------ Extracted material ------

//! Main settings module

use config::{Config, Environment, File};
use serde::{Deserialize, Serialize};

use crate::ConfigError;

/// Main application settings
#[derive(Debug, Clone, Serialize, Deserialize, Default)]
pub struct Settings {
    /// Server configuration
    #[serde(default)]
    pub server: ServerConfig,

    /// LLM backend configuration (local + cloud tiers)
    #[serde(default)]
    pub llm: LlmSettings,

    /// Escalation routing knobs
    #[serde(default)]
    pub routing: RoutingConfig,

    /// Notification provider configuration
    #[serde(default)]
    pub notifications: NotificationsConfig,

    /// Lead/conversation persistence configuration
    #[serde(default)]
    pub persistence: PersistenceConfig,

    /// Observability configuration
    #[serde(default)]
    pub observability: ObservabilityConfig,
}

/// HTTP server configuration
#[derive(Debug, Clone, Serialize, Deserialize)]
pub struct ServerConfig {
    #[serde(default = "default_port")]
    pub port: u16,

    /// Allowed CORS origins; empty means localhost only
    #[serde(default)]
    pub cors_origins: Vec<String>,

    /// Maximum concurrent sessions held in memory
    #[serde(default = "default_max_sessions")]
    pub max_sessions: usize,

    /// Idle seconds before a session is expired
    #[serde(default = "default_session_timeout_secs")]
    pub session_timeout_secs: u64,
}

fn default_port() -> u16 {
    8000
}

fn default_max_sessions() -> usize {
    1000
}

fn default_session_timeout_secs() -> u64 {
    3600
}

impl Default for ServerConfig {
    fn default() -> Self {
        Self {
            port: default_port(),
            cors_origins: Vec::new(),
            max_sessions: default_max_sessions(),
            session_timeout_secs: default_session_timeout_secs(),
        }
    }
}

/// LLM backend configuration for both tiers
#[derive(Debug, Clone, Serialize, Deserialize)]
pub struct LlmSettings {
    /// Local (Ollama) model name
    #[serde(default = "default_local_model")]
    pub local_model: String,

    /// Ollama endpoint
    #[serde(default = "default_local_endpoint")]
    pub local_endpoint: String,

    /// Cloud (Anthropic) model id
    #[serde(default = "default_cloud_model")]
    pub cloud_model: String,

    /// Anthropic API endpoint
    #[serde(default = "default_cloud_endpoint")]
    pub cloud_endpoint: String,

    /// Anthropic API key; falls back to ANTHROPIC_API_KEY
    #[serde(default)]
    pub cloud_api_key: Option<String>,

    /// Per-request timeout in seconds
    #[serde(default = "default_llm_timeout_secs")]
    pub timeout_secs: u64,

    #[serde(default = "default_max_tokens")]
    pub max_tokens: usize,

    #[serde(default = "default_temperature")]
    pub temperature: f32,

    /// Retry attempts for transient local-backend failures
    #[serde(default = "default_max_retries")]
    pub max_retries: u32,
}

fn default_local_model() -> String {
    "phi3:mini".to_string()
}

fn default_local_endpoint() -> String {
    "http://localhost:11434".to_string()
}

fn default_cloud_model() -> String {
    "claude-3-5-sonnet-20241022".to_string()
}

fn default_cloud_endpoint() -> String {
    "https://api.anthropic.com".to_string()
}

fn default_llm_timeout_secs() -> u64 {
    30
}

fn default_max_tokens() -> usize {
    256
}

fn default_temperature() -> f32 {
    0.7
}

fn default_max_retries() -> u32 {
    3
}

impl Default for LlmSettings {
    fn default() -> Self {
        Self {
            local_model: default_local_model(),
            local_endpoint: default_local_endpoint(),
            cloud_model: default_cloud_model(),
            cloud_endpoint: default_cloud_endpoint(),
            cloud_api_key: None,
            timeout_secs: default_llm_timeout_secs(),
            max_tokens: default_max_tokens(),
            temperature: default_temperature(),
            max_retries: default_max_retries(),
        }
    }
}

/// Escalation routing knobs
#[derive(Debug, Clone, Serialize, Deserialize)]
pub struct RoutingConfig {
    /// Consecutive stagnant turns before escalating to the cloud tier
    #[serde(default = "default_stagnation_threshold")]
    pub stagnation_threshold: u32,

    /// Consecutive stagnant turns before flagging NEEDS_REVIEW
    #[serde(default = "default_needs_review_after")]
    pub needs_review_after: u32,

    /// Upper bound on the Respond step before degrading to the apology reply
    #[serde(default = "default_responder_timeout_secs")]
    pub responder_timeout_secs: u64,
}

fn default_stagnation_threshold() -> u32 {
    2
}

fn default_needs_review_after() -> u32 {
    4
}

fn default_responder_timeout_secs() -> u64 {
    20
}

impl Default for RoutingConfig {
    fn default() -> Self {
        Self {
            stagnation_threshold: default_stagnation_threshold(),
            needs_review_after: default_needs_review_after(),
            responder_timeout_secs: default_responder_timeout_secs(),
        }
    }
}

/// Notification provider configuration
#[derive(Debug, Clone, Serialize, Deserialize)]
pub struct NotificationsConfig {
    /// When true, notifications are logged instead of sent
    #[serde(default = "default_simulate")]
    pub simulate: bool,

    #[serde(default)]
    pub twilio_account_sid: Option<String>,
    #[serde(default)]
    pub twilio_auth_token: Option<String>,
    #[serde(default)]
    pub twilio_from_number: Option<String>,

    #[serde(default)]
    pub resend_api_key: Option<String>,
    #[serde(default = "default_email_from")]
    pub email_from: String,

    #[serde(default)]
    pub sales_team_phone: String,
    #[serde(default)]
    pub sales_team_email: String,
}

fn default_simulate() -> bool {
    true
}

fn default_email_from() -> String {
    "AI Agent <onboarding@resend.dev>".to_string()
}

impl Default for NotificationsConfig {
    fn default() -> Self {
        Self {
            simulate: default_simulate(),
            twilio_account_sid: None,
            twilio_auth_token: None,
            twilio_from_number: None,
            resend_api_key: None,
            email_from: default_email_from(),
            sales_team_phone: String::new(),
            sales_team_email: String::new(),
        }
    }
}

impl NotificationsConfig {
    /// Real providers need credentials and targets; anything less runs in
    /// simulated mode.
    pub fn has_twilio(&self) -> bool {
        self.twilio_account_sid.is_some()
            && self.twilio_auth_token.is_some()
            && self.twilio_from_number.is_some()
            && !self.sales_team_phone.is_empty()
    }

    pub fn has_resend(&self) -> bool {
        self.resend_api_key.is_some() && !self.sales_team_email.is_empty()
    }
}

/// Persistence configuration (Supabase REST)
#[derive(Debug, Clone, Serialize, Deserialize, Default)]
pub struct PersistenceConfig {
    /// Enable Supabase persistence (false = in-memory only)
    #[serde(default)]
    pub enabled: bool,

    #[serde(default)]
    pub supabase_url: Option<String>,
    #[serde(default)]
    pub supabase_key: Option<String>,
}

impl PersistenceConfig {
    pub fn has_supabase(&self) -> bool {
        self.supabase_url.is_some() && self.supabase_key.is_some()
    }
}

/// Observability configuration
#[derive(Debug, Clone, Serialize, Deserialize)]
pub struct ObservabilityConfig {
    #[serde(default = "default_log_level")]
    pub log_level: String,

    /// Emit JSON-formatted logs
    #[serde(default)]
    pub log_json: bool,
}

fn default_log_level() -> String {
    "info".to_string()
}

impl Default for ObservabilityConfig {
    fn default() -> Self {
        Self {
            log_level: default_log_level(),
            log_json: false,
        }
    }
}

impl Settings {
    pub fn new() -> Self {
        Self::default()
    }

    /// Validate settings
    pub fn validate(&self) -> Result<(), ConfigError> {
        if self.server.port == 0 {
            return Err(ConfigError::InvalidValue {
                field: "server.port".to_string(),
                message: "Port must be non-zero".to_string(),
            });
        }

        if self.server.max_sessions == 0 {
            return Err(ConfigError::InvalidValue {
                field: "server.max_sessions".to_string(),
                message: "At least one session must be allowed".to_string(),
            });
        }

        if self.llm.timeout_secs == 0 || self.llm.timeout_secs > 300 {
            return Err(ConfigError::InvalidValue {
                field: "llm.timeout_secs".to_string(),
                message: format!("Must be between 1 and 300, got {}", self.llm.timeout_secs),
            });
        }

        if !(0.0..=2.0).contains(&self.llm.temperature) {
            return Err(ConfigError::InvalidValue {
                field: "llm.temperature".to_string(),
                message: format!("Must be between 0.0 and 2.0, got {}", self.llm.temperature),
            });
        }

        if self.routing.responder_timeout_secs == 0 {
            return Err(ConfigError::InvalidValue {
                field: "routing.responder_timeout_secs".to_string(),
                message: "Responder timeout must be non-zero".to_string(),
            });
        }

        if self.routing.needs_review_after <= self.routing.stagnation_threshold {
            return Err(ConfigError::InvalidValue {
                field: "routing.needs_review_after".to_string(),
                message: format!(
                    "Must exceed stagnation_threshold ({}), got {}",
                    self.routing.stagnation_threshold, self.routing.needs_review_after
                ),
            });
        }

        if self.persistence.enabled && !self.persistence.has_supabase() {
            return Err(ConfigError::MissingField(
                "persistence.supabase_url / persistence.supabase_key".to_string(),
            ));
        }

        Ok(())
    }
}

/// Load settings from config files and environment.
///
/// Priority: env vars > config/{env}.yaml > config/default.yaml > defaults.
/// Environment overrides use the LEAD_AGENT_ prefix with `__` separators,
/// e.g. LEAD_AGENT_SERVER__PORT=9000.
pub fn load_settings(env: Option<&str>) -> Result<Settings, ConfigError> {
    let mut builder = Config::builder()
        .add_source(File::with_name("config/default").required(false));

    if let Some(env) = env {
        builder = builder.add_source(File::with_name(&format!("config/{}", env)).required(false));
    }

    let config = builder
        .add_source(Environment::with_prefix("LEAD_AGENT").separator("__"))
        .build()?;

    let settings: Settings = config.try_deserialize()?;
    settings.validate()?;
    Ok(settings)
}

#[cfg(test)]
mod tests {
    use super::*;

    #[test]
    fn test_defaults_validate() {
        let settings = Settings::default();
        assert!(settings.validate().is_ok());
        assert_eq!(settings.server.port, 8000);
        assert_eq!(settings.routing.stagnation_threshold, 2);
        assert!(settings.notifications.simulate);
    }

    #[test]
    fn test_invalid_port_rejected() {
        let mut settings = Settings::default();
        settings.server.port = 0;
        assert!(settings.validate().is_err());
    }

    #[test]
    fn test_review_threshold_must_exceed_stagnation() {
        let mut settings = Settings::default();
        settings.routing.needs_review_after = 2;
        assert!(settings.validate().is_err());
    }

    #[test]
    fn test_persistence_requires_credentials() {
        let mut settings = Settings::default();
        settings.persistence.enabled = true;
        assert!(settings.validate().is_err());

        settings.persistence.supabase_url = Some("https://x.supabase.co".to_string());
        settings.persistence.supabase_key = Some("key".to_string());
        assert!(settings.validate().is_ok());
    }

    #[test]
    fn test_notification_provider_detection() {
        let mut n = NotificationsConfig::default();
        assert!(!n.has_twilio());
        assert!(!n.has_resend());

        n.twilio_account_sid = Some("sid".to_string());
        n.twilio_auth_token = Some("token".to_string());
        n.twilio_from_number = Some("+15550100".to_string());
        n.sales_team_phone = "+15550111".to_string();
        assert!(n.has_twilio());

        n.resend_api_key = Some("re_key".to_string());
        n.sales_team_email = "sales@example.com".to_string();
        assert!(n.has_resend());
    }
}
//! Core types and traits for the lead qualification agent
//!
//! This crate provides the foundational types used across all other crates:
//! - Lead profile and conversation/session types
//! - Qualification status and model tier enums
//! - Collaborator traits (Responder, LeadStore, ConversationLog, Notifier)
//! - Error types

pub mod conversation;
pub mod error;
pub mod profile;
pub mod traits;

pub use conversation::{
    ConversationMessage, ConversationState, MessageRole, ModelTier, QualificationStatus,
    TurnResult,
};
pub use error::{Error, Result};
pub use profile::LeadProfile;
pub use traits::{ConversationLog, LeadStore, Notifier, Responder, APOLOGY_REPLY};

------

*Task item*
Work out how many lines in the entries contain the string "Consecutive", then reply with that number and nothing more.

*Result of the task*
2